Length of Faculty Appointments and Timing of Promotion and Tenure Reviews

The intent of these guidelines is to give departments/sections/programs in the School of Humanities, Arts, and Social Sciences flexibility in the timing of promotion and tenure cases within the context of the Institute's general tenure rules, from which the guidelines are drawn.

The Institute's tenure rules are set out in MIT Policies and Procedures, Section 3.1 and MIT Policies and Procedures, Section 3.2 and department heads should meet with their junior faculty to review these guidelines at the beginning of their initial appointment and at regular intervals thereafter.

Initial assistant professor appointments in the School are normally for three years and require the approval of the Dean. An internal (departmental) review is conducted in the spring term of the second year to determine whether the appointment should be renewed. If renewal is decided upon and approved by the Dean, a new two-year appointment is offered (to be effective AFTER the initial three-year appointment, for a total of five years).

Usually, in the spring term of the third year the department decides whether to prepare a case for promotion to associate professor (without tenure). If the decision is positive, the department brings the promotion case forward in the fall of the fourth year, and if it is approved by School Council and Academic Council, the department may offer a three-year appointment as associate professor without tenure (to be effective AFTER the fifth year of appointment, for a total of eight years).

If the department decides to postpone the promotion case until the fall of the fifth year, a one-year reappointment would be offered to extend the appointment as assistant professor through six years. If a fifth-year promotion case succeeds, a two-year appointment as associate professor (without tenure) would follow, to be effective AFTER the sixth year of appointment, for a total of eight years. If the department decides not to prepare a promotion case, or the promotion case is not approved, the appointment would terminate at the end of the fifth year (or sixth year, if a one-year reappointment had been made). If the department decides not to bring forward the tenure case, or the promotion case is not approved, the faculty member must be notified by June 30th of the fourth year that the fifth year is his/her last year of appointment (or June 30th of the fifth year that the sixth year is his/her last year of appointment, if a one-year reappointment has been made).

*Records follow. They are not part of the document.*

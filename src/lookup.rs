//! Copyright © 2025-2026 Wenze Wei. All Rights Reserved.
//!
//! This file is part of Piper.
//! The Piper project belongs to the Dunimd Team.
//!
//! Licensed under the Apache License, Version 2.0 (the "License");
//! You may not use this file except in compliance with the License.
//! You may obtain a copy of the License at
//!
//!     http://www.apache.org/licenses/LICENSE-2.0
//!
//! Unless required by applicable law or agreed to in writing, software
//! distributed under the License is distributed on an "AS IS" BASIS,
//! WITHOUT WARRANTIES OR CONDITIONS OF ANY KIND, either express or implied.
//! See the License for the specific language governing permissions and
//! limitations under the License.

//! # Piper Lookup Module
//!
//! External key-based data sources referenced by `lookup` stages. A source
//! answers one key with zero or more rows; the engine turns that into row
//! elimination, extension, or fan-out. Sources must tolerate concurrent
//! calls, one `Piper` instance drives them from many tasks at once.

use std::collections::HashMap;

use async_trait::async_trait;

use crate::errors::Result;
use crate::record::PiperRecord;
use crate::value::PiperValue;

/// The contract a `lookup` stage's data source fulfills.
#[async_trait]
pub trait PiperLookupSource: Send + Sync + std::fmt::Debug {
    /// Resolves one key into matching rows. Each row is positionally aligned
    /// to `fields`; a field the source does not have should be Null.
    ///
    /// Returning an empty vector eliminates the probing record. An `Err` is
    /// treated the same way, never as a batch failure.
    async fn lookup(&self, key: &PiperValue, fields: &[String]) -> Result<Vec<Vec<PiperValue>>>;
}

struct FnSource<F> {
    f: F,
}

impl<F> std::fmt::Debug for FnSource<F> {
    fn fmt(&self, f: &mut std::fmt::Formatter<'_>) -> std::fmt::Result {
        f.write_str("FnSource")
    }
}

#[async_trait]
impl<F> PiperLookupSource for FnSource<F>
where
    F: Fn(&PiperValue, &[String]) -> Result<Vec<Vec<PiperValue>>> + Send + Sync,
{
    async fn lookup(&self, key: &PiperValue, fields: &[String]) -> Result<Vec<Vec<PiperValue>>> {
        (self.f)(key, fields)
    }
}

/// Adapts a synchronous closure into a lookup source. The closure is invoked
/// directly, with no suspension, so it must not block for long.
pub fn lookup_fn<F>(f: F) -> impl PiperLookupSource
where
    F: Fn(&PiperValue, &[String]) -> Result<Vec<Vec<PiperValue>>> + Send + Sync,
{
    FnSource { f }
}

/// In-memory lookup source backed by a string-keyed table.
///
/// Keys are matched by their plain string rendering, so an Int key `1` in a
/// record matches a row inserted under `"1"`. Multiple rows may share one
/// key; they come back in insertion order, which drives fan-out order.
#[derive(Debug, Clone, Default)]
pub struct PiperMapSource {
    rows: HashMap<String, Vec<PiperRecord>>,
}

impl PiperMapSource {
    pub fn new() -> Self {
        Self::default()
    }

    /// Adds one row under the given key.
    pub fn insert(&mut self, key: impl Into<String>, row: PiperRecord) {
        self.rows.entry(key.into()).or_default().push(row);
    }

    /// Builder-style `insert`.
    pub fn with(mut self, key: impl Into<String>, row: PiperRecord) -> Self {
        self.insert(key, row);
        self
    }
}

#[async_trait]
impl PiperLookupSource for PiperMapSource {
    async fn lookup(&self, key: &PiperValue, fields: &[String]) -> Result<Vec<Vec<PiperValue>>> {
        let rows = match self.rows.get(&key.render()) {
            Some(rows) => rows,
            None => return Ok(Vec::new()),
        };
        Ok(rows
            .iter()
            .map(|row| {
                fields
                    .iter()
                    .map(|field| row.get(field).cloned().unwrap_or(PiperValue::Null))
                    .collect()
            })
            .collect())
    }
}
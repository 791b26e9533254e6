//! Copyright © 2025-2026 Wenze Wei. All Rights Reserved.
//!
//! This file is part of Piper.
//! The Piper project belongs to the Dunimd Team.
//!
//! Licensed under the Apache License, Version 2.0 (the "License");
//! You may not use this file except in compliance with the License.
//! You may obtain a copy of the License at
//!
//!     http://www.apache.org/licenses/LICENSE-2.0
//!
//! Unless required by applicable law or agreed to in writing, software
//! distributed under the License is distributed on an "AS IS" BASIS,
//! WITHOUT WARRANTIES OR CONDITIONS OF ANY KIND, either express or implied.
//! See the License for the specific language governing permissions and
//! limitations under the License.

//! # Piper Function Module
//!
//! This module defines the calling convention shared by builtin and
//! user-defined functions, plus the typed wrapper helpers that lift plain
//! Rust closures into it.
//!
//! ## Calling Convention
//!
//! A function receives its arguments as already-evaluated values, eagerly
//! computed left to right, and returns one value or a fault. Faults raised
//! here never abort a batch; the engine converts them into a Null cell plus
//! one field error on the enclosing output field.
//!
//! Arity problems are caught at compile time through `check_arity`, so a
//! script calling `sqrt(1, 2)` fails construction rather than every row.

use std::collections::HashMap;
use std::marker::PhantomData;

use async_trait::async_trait;

use crate::errors::{PiperError, Result};
use crate::value::{PiperValue, PiperValueType};

mod builtins;
mod jsonpath;

pub(crate) use builtins::builtin_functions;

/// The contract every Piper function fulfills.
///
/// Implementations must be stateless with respect to calls; one instance is
/// shared by every row and every concurrent `process_async` call.
#[async_trait]
pub trait PiperFunction: Send + Sync {
    /// Validates an argument count at pipeline compile time. The default
    /// accepts any arity, which suits variadic functions.
    fn check_arity(&self, _count: usize) -> Result<()> {
        Ok(())
    }

    /// Applies the function to evaluated arguments.
    async fn eval(&self, args: Vec<PiperValue>) -> Result<PiperValue>;
}

/// Conversion from an argument value into a typed parameter.
///
/// The argument index only feeds the fault message.
pub trait FromPiperValue: Sized {
    fn from_piper_value(value: PiperValue, index: usize) -> Result<Self>;
}

impl FromPiperValue for PiperValue {
    fn from_piper_value(value: PiperValue, _index: usize) -> Result<Self> {
        Ok(value)
    }
}

impl FromPiperValue for i64 {
    fn from_piper_value(value: PiperValue, index: usize) -> Result<Self> {
        match value {
            PiperValue::Int(v) => Ok(v),
            other => Err(PiperError::InvalidArgumentType {
                index,
                actual: other.value_type(),
            }),
        }
    }
}

/// Doubles accept Int arguments, promoted. This is the numeric rule used by
/// the whole builtin library.
impl FromPiperValue for f64 {
    fn from_piper_value(value: PiperValue, index: usize) -> Result<Self> {
        match value {
            PiperValue::Int(v) => Ok(v as f64),
            PiperValue::Double(v) => Ok(v),
            other => Err(PiperError::InvalidArgumentType {
                index,
                actual: other.value_type(),
            }),
        }
    }
}

impl FromPiperValue for String {
    fn from_piper_value(value: PiperValue, index: usize) -> Result<Self> {
        match value {
            PiperValue::String(v) => Ok(v),
            other => Err(PiperError::InvalidArgumentType {
                index,
                actual: other.value_type(),
            }),
        }
    }
}

impl FromPiperValue for bool {
    fn from_piper_value(value: PiperValue, index: usize) -> Result<Self> {
        match value {
            PiperValue::Bool(v) => Ok(v),
            other => Err(PiperError::InvalidArgumentType {
                index,
                actual: other.value_type(),
            }),
        }
    }
}

impl FromPiperValue for Vec<PiperValue> {
    fn from_piper_value(value: PiperValue, index: usize) -> Result<Self> {
        match value {
            PiperValue::List(v) => Ok(v),
            other => Err(PiperError::InvalidArgumentType {
                index,
                actual: other.value_type(),
            }),
        }
    }
}

impl FromPiperValue for HashMap<String, PiperValue> {
    fn from_piper_value(value: PiperValue, index: usize) -> Result<Self> {
        match value {
            PiperValue::Map(v) => Ok(v),
            other => Err(PiperError::InvalidArgumentType {
                index,
                actual: other.value_type(),
            }),
        }
    }
}

/// Conversion of a return value, fallible so closures may return `Result`.
pub trait IntoPiperValue {
    fn into_piper_value(self) -> Result<PiperValue>;
}

macro_rules! infallible_return {
    ($($ty:ty),* $(,)?) => {
        $(
            impl IntoPiperValue for $ty {
                fn into_piper_value(self) -> Result<PiperValue> {
                    Ok(self.into())
                }
            }
        )*
    };
}

infallible_return!(
    PiperValue,
    bool,
    i64,
    f64,
    String,
    &str,
    Vec<PiperValue>,
    HashMap<String, PiperValue>,
);

impl<T> IntoPiperValue for Result<T>
where
    T: IntoPiperValue,
{
    fn into_piper_value(self) -> Result<PiperValue> {
        self.and_then(IntoPiperValue::into_piper_value)
    }
}

fn check_exact_arity(expected: usize, actual: usize) -> Result<()> {
    if expected == actual {
        Ok(())
    } else {
        Err(PiperError::InvalidArgumentCount { expected, actual })
    }
}

struct UnaryFn<A, R, F> {
    f: F,
    _marker: PhantomData<fn(A) -> R>,
}

#[async_trait]
impl<A, R, F> PiperFunction for UnaryFn<A, R, F>
where
    A: FromPiperValue + Send,
    R: IntoPiperValue + Send,
    F: Fn(A) -> R + Send + Sync,
{
    fn check_arity(&self, count: usize) -> Result<()> {
        check_exact_arity(1, count)
    }

    async fn eval(&self, args: Vec<PiperValue>) -> Result<PiperValue> {
        check_exact_arity(1, args.len())?;
        let mut args = args.into_iter();
        let a = A::from_piper_value(args.next().unwrap_or(PiperValue::Null), 0)?;
        (self.f)(a).into_piper_value()
    }
}

struct BinaryFn<A, B, R, F> {
    f: F,
    _marker: PhantomData<fn(A, B) -> R>,
}

#[async_trait]
impl<A, B, R, F> PiperFunction for BinaryFn<A, B, R, F>
where
    A: FromPiperValue + Send,
    B: FromPiperValue + Send,
    R: IntoPiperValue + Send,
    F: Fn(A, B) -> R + Send + Sync,
{
    fn check_arity(&self, count: usize) -> Result<()> {
        check_exact_arity(2, count)
    }

    async fn eval(&self, args: Vec<PiperValue>) -> Result<PiperValue> {
        check_exact_arity(2, args.len())?;
        let mut args = args.into_iter();
        let a = A::from_piper_value(args.next().unwrap_or(PiperValue::Null), 0)?;
        let b = B::from_piper_value(args.next().unwrap_or(PiperValue::Null), 1)?;
        (self.f)(a, b).into_piper_value()
    }
}

struct QuaternaryFn<A, B, C, D, R, F> {
    f: F,
    _marker: PhantomData<fn(A, B, C, D) -> R>,
}

#[async_trait]
impl<A, B, C, D, R, F> PiperFunction for QuaternaryFn<A, B, C, D, R, F>
where
    A: FromPiperValue + Send,
    B: FromPiperValue + Send,
    C: FromPiperValue + Send,
    D: FromPiperValue + Send,
    R: IntoPiperValue + Send,
    F: Fn(A, B, C, D) -> R + Send + Sync,
{
    fn check_arity(&self, count: usize) -> Result<()> {
        check_exact_arity(4, count)
    }

    async fn eval(&self, args: Vec<PiperValue>) -> Result<PiperValue> {
        check_exact_arity(4, args.len())?;
        let mut args = args.into_iter();
        let a = A::from_piper_value(args.next().unwrap_or(PiperValue::Null), 0)?;
        let b = B::from_piper_value(args.next().unwrap_or(PiperValue::Null), 1)?;
        let c = C::from_piper_value(args.next().unwrap_or(PiperValue::Null), 2)?;
        let d = D::from_piper_value(args.next().unwrap_or(PiperValue::Null), 3)?;
        (self.f)(a, b, c, d).into_piper_value()
    }
}

struct VariadicFn<F> {
    f: F,
}

#[async_trait]
impl<F> PiperFunction for VariadicFn<F>
where
    F: Fn(Vec<PiperValue>) -> Result<PiperValue> + Send + Sync,
{
    async fn eval(&self, args: Vec<PiperValue>) -> Result<PiperValue> {
        (self.f)(args)
    }
}

/// Lifts a typed one-argument closure into a Piper function.
pub fn unary_fn<A, R, F>(f: F) -> impl PiperFunction
where
    A: FromPiperValue + Send,
    R: IntoPiperValue + Send,
    F: Fn(A) -> R + Send + Sync,
{
    UnaryFn {
        f,
        _marker: PhantomData,
    }
}

/// Lifts a typed two-argument closure into a Piper function.
pub fn binary_fn<A, B, R, F>(f: F) -> impl PiperFunction
where
    A: FromPiperValue + Send,
    B: FromPiperValue + Send,
    R: IntoPiperValue + Send,
    F: Fn(A, B) -> R + Send + Sync,
{
    BinaryFn {
        f,
        _marker: PhantomData,
    }
}

/// Lifts a typed four-argument closure into a Piper function.
pub fn quaternary_fn<A, B, C, D, R, F>(f: F) -> impl PiperFunction
where
    A: FromPiperValue + Send,
    B: FromPiperValue + Send,
    C: FromPiperValue + Send,
    D: FromPiperValue + Send,
    R: IntoPiperValue + Send,
    F: Fn(A, B, C, D) -> R + Send + Sync,
{
    QuaternaryFn {
        f,
        _marker: PhantomData,
    }
}

/// Lifts an untyped variadic closure into a Piper function. Used for
/// builtins like `coalesce` and handy for quick user functions.
pub fn sync_fn<F>(f: F) -> impl PiperFunction
where
    F: Fn(Vec<PiperValue>) -> Result<PiperValue> + Send + Sync,
{
    VariadicFn { f }
}

/// Builds the unified function registry: every builtin plus the caller's
/// functions. A user name colliding with a builtin (or another user name,
/// which the map input already precludes) fails construction.
pub(crate) fn build_registry(
    user_functions: HashMap<String, std::sync::Arc<dyn PiperFunction>>,
) -> Result<HashMap<String, std::sync::Arc<dyn PiperFunction>>> {
    let mut registry = builtin_functions();
    for (name, function) in user_functions {
        if registry.contains_key(&name) {
            return Err(PiperError::FunctionAlreadyDefined(name));
        }
        registry.insert(name, function);
    }
    Ok(registry)
}

pub(crate) fn invalid_argument(index: usize, actual: PiperValueType) -> PiperError {
    PiperError::InvalidArgumentType { index, actual }
}
//! Log setup for the load generator binary.

use std::env;
use std::io::IsTerminal;

use tracing::level_filters::LevelFilter;
use tracing_subscriber::{EnvFilter, Layer, prelude::*};

use crate::config::{LogFormat, Logging};

/// Installs the global log subscriber writing to stderr.
pub fn init_tracing(logging: &Logging) {
    let (level, env_filter) = parse_rust_log(logging.level);

    let format = match logging.format {
        LogFormat::Auto if std::io::stderr().is_terminal() => LogFormat::Pretty,
        LogFormat::Auto => LogFormat::Simplified,
        format => format,
    };

    let fmt = tracing_subscriber::fmt::layer()
        .with_writer(std::io::stderr)
        .with_target(true);
    let fmt = match format {
        LogFormat::Json => fmt.json().boxed(),
        LogFormat::Simplified => fmt.compact().with_ansi(false).boxed(),
        LogFormat::Pretty | LogFormat::Auto => fmt.boxed(),
    };

    tracing_subscriber::registry()
        .with(fmt.with_filter(level))
        .with(env_filter)
        .init();
}

/// Determines the maximum level and per-crate filter from `RUST_LOG`.
///
/// A plain level in `RUST_LOG` overrides the configured level. Anything else is used literally as
/// a filter directive.
pub fn parse_rust_log(configured: LevelFilter) -> (LevelFilter, EnvFilter) {
    let level = match env::var(EnvFilter::DEFAULT_ENV) {
        Ok(value) => match value.parse::<LevelFilter>() {
            Ok(level) => level,
            Err(_) => return (LevelFilter::TRACE, EnvFilter::new(value)),
        },
        Err(_) => configured,
    };

    // This is the maximum verbosity that will be logged, we filter this down to `level`.
    let env_filter = EnvFilter::new(
        "INFO,\
        mongodb=WARN,\
        loadmix=TRACE,\
        loadmix_store=TRACE,\
        ",
    );

    (level, env_filter)
}
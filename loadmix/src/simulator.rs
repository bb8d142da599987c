//! A single simulated client.

use std::convert::Infallible;
use std::sync::Arc;

use loadmix_store::{NUMBER_FIELD, Record, Session, Store, StoreResult};
use rand::rngs::SmallRng;
use rand::{Rng, SeedableRng};

use crate::counter::IdCounter;
use crate::stats::Stats;
use crate::workload::{Operation, Workload};

/// Drives an endless sequence of randomized operations against a store.
///
/// Each simulator belongs to one `group`, which is stamped onto every record it inserts. The id
/// counter and statistics are shared with all other simulators of a run, while the store session
/// is owned exclusively.
#[derive(Debug)]
pub struct Simulator {
    group: u64,
    workload: Workload,
    counter: Arc<IdCounter>,
    stats: Arc<Stats>,
    rng: SmallRng,
}

impl Simulator {
    /// Creates a simulator whose random choices are derived from `seed`.
    pub fn new(
        group: u64,
        workload: Workload,
        counter: Arc<IdCounter>,
        stats: Arc<Stats>,
        seed: u64,
    ) -> Self {
        Self {
            group,
            workload,
            counter,
            stats,
            rng: SmallRng::seed_from_u64(seed),
        }
    }

    /// Connects to the store and performs operations until one of them fails.
    ///
    /// This never returns successfully. On failure the session is closed before the error is
    /// returned.
    pub async fn run(mut self, store: Arc<dyn Store>) -> StoreResult<Infallible> {
        let session = store.connect().await?;
        tracing::trace!(group = self.group, "session established");

        let error = loop {
            if let Err(error) = self.step(session.as_ref()).await {
                break error;
            }
            tokio::task::yield_now().await;
        };

        tracing::error!(
            group = self.group,
            error = &error as &dyn std::error::Error,
            "simulated client failed"
        );
        session.close().await;
        Err(error)
    }

    /// Picks a random target number and operation, then performs it.
    pub async fn step(&mut self, session: &dyn Session) -> StoreResult<Operation> {
        let target = self.rng.random_range(0..self.counter.next());
        let operation = self.workload.choose(&mut self.rng);
        self.perform(operation, target, session).await?;
        Ok(operation)
    }

    /// Performs `operation` against the record numbered `target`.
    ///
    /// Inserts ignore `target` and allocate a new number instead.
    pub async fn perform(
        &self,
        operation: Operation,
        target: u64,
        session: &dyn Session,
    ) -> StoreResult<()> {
        match operation {
            Operation::Read => {
                self.read(target, session).await?;
            }
            Operation::Delete => {
                if self.read(target, session).await? > 0 {
                    session.delete_one(NUMBER_FIELD, target).await?;
                }
            }
            Operation::Update => {
                tracing::trace!(group = self.group, target, "update skipped");
            }
            Operation::Insert => {
                let record = Record {
                    number: self.counter.advance(),
                    group: self.group,
                };
                session.insert(&record).await?;
                self.stats.record_write();
            }
        }

        Ok(())
    }

    async fn read(&self, target: u64, session: &dyn Session) -> StoreResult<u64> {
        let count = session.count_matching(NUMBER_FIELD, target, 1).await?;
        self.stats.record_read(count);

        if count == 0 {
            tracing::trace!(group = self.group, target, "empty read");
        } else {
            tracing::trace!(group = self.group, target, count, "read");
        }

        Ok(count)
    }
}
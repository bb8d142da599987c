//! A load generator that drives a randomized mix of operations against a data store.
//!
//! A run consists of many concurrently simulated clients. Each [`Simulator`] owns a session to
//! the store and endlessly picks a random record number below the shared [`IdCounter`], then
//! reads it, deletes it, updates it (currently a no-op) or inserts a fresh record, according to
//! the configured [`Workload`]. All clients contribute to one set of lock-free [`Stats`].
//!
//! The [`Controller`] spawns the clients and waits for shutdown, usually SIGINT or SIGTERM. It then
//! turns the final statistics into a [`Report`]:
//!
//! - the fraction of operations that were inserts,
//! - the fraction of reads that found nothing,
//! - the total number of documents read and written.
//!
//! Any store failure aborts the whole run.
#![warn(missing_docs)]
#![warn(missing_debug_implementations)]

pub mod cli;
pub mod config;
pub mod controller;
pub mod counter;
pub mod observability;
pub mod report;
pub mod simulator;
pub mod stats;
pub mod workload;

pub use crate::controller::Controller;
pub use crate::counter::IdCounter;
pub use crate::report::Report;
pub use crate::simulator::Simulator;
pub use crate::stats::Stats;
pub use crate::workload::Workload;
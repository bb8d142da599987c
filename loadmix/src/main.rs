//! The `loadmix` load generator.
//!
//! See the [`loadmix`] library for an overview.
#![warn(missing_docs)]
#![warn(missing_debug_implementations)]

fn main() -> anyhow::Result<()> {
    loadmix::cli::execute()
}
//! Data store clients driven by the `loadmix` load generator.
//!
//! The load generator only ever talks to a store through the narrow [`Store`] and [`Session`]
//! traits defined here. Every simulated client opens its own [`Session`] via [`Store::connect`]
//! and uses it exclusively, so implementations never need to share a session across tasks.
//!
//! Two backends are provided:
//!
//! - [`MongoStore`] talks to a MongoDB deployment through the official driver.
//! - [`MemoryStore`] keeps records in process. It is used for dry runs and throughout the test
//!   suites, and supports injecting failures into each operation.
#![warn(missing_docs)]
#![warn(missing_debug_implementations)]

use std::fmt::Debug;
use std::sync::Arc;

mod error;
mod memory;
mod mongo;
mod record;

pub use error::{BoxError, StoreError, StoreResult};
pub use memory::MemoryStore;
pub use mongo::MongoStore;
pub use record::{GROUP_FIELD, NUMBER_FIELD, Record};

/// A shared, type-erased [`Store`] instance.
pub type BoxedStore = Arc<dyn Store>;

/// A type-erased [`Session`] owned by a single simulated client.
pub type BoxedSession = Box<dyn Session>;

/// A data store that hands out independent sessions.
#[async_trait::async_trait]
pub trait Store: Debug + Send + Sync + 'static {
    /// The store name, used for diagnostics.
    fn name(&self) -> &'static str;

    /// Opens a new logical connection to the store.
    ///
    /// Fails with [`StoreError::Connection`] if the store cannot be reached.
    async fn connect(&self) -> StoreResult<BoxedSession>;
}

/// A logical connection to a [`Store`].
#[async_trait::async_trait]
pub trait Session: Debug + Send + Sync {
    /// Inserts a new record.
    async fn insert(&self, record: &Record) -> StoreResult<()>;

    /// Counts records whose `field` equals `value`, counting at most `limit` of them.
    async fn count_matching(&self, field: &str, value: u64, limit: u64) -> StoreResult<u64>;

    /// Removes a single record whose `field` equals `value`.
    ///
    /// Returns `true` if a record was removed.
    async fn delete_one(&self, field: &str, value: u64) -> StoreResult<bool>;

    /// Releases the connection.
    async fn close(&self);
}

At the start of the seventh year, the department decides whether to prepare a case for tenure. If it decides to bring the case forward, and it is approved by School Council, Academic Council and Executive Committee, tenure commences at the beginning of the eighth year. If the department decides not to prepare a tenure case, or the tenure case is not approved, the appointment would terminate at the end of the eighth year. If the department decides not to bring forward the tenure case, or the tenure case is not approved, the faculty member must be notified by June 30th of the seventh year that the eighth year is his/her last year of appointment.

Junior faculty members who are hired by MIT several years after receiving their doctorates and who are initially appointed as associate professors without tenure will be reviewed for tenure on a different time scale that will be determined on a case-by-case basis. In these cases, however, the tenure review will normally commence no later than the fourth year of appointment. The Dean may require a different time scale for junior faculty members who are hired as assistant professors by MIT three years or more after receiving their doctorates.
 


Confidentiality 
In Faculty Recruitment, Promotion, and Tenure Reviews

Letter of April 14, 2008

MIT's Policies and Procedures include provisions designed to ensure that candidates for appointment, promotion, and tenure receive a thorough and fair review of their qualifications and accomplishments. Implicit throughout these provisions is the need for appropriate confidentiality of sensitive information. Among other things, P&P specifically says, "An essential component of the evaluation process at MIT is the solicitation of written assessments from persons familiar with the individual's character, research and teaching capabilities, and academic qualifications. In order to assure the most candid and useful evaluations, MIT has traditionally accorded such assessments the highest degree of confidentiality."

Honoring these policies is an obligation of everyone at MIT, but especially of faculty members. MIT requires all faculty members who participate in faculty recruitment and in promotion and tenure reviews, and all those faculty and staff who may otherwise come to know confidential information, to safeguard that information, including the identity of authors of such assessments and their specific content. Not only is a breach of confidentiality a serious violation of MIT policy, but without conscientious diligence, we will eventually find that this essential component of our process is unavailable or unreliable.